> [TASK OBJECTIVE]: Copy the entries exactly, leaving out nothing.

[Dataset entries]
%%

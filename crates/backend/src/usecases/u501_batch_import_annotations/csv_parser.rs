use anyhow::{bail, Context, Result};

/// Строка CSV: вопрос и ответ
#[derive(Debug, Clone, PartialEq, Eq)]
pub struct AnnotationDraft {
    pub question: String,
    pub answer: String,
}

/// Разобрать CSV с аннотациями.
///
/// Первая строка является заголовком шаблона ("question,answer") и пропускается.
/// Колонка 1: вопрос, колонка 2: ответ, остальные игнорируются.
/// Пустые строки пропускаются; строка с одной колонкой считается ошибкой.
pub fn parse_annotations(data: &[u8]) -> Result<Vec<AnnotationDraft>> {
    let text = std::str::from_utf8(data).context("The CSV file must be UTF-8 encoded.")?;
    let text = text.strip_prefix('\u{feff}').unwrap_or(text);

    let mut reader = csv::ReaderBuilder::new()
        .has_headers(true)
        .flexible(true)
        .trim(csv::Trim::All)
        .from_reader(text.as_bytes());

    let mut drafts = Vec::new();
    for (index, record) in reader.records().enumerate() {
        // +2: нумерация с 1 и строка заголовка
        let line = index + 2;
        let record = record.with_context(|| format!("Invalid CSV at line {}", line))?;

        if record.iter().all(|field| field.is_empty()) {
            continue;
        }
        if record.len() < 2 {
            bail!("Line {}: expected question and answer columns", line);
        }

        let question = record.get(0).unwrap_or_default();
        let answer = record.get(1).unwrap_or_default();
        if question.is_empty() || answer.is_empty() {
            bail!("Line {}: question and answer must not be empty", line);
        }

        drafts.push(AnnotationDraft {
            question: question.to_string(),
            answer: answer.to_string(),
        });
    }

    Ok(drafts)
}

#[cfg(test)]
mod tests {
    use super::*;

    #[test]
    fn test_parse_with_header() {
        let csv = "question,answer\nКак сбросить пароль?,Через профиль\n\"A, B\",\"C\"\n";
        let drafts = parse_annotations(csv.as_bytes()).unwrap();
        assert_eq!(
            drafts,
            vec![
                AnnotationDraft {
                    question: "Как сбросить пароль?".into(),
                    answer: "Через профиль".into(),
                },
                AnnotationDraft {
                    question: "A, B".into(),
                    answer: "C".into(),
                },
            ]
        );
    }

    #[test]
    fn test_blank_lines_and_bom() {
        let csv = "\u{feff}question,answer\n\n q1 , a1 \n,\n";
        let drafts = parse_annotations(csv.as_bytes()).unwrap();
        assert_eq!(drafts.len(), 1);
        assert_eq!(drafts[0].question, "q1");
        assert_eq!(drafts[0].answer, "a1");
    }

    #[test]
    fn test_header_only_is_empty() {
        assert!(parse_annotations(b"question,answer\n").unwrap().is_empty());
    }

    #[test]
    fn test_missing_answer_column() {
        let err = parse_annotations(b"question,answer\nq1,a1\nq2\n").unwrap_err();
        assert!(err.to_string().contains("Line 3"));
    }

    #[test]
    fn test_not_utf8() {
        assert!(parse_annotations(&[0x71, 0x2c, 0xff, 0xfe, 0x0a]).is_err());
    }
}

%%

> [SOLUTION TO THE PROBLEM]:
filename crates/backend/src/usecases/u501_batch_import_annotations/csv_parser.rs
use anyhow::{bail, Context, Result};

/// Строка CSV: вопрос и ответ
#[derive(Debug, Clone, PartialEq, Eq)]
pub struct AnnotationDraft {
    pub question: String,
    pub answer: String,
}

/// Разобрать CSV с аннотациями.
///
/// Первая строка является заголовком шаблона ("question,answer") и пропускается.
/// Колонка 1: вопрос, колонка 2: ответ, остальные игнорируются.
/// Пустые строки пропускаются; строка с одной колонкой считается ошибкой.
pub fn parse_annotations(data: &[u8]) -> Result<Vec<AnnotationDraft>> {
    let text = std::str::from_utf8(data).context("The CSV file must be UTF-8 encoded.")?;
    let text = text.strip_prefix('\u{feff}').unwrap_or(text);

    let mut reader = csv::ReaderBuilder::new()
        .has_headers(true)
        .flexible(true)
        .trim(csv::Trim::All)
        .from_reader(text.as_bytes());

    let mut drafts = Vec::new();
    for (index, record) in reader.records().enumerate() {
        // +2: нумерация с 1 и строка заголовка
        let line = index + 2;
        let record = record.with_context(|| format!("Invalid CSV at line {}", line))?;

        if record.iter().all(|field| field.is_empty()) {
            continue;
        }
        if record.len() < 2 {
            bail!("Line {}: expected question and answer columns", line);
        }

        let question = record.get(0).unwrap_or_default();
        let answer = record.get(1).unwrap_or_default();
        if question.is_empty() || answer.is_empty() {
            bail!("Line {}: question and answer must not be empty", line);
        }

        drafts.push(AnnotationDraft {
            question: question.to_string(),
            answer: answer.to_string(),
        });
    }

    Ok(drafts)
}

#[cfg(test)]
mod tests {
    use super::*;

    #[test]
    fn test_parse_with_header() {
        let csv = "question,answer\nКак сбросить пароль?,Через профиль\n\"A, B\",\"C\"\n";
        let drafts = parse_annotations(csv.as_bytes()).unwrap();
        assert_eq!(
            drafts,
            vec![
                AnnotationDraft {
                    question: "Как сбросить пароль?".into(),
                    answer: "Через профиль".into(),
                },
                AnnotationDraft {
                    question: "A, B".into(),
                    answer: "C".into(),
                },
            ]
        );
    }

    #[test]
    fn test_blank_lines_and_bom() {
        let csv = "\u{feff}question,answer\n\n q1 , a1 \n,\n";
        let drafts = parse_annotations(csv.as_bytes()).unwrap();
        assert_eq!(drafts.len(), 1);
        assert_eq!(drafts[0].question, "q1");
        assert_eq!(drafts[0].answer, "a1");
    }

    #[test]
    fn test_header_only_is_empty() {
        assert!(parse_annotations(b"question,answer\n").unwrap().is_empty());
    }

    #[test]
    fn test_missing_answer_column() {
        let err = parse_annotations(b"question,answer\nq1,a1\nq2\n").unwrap_err();
        assert!(err.to_string().contains("Line 3"));
    }

    #[test]
    fn test_not_utf8() {
        assert!(parse_annotations(&[0x71, 0x2c, 0xff, 0xfe, 0x0a]).is_err());
    }
}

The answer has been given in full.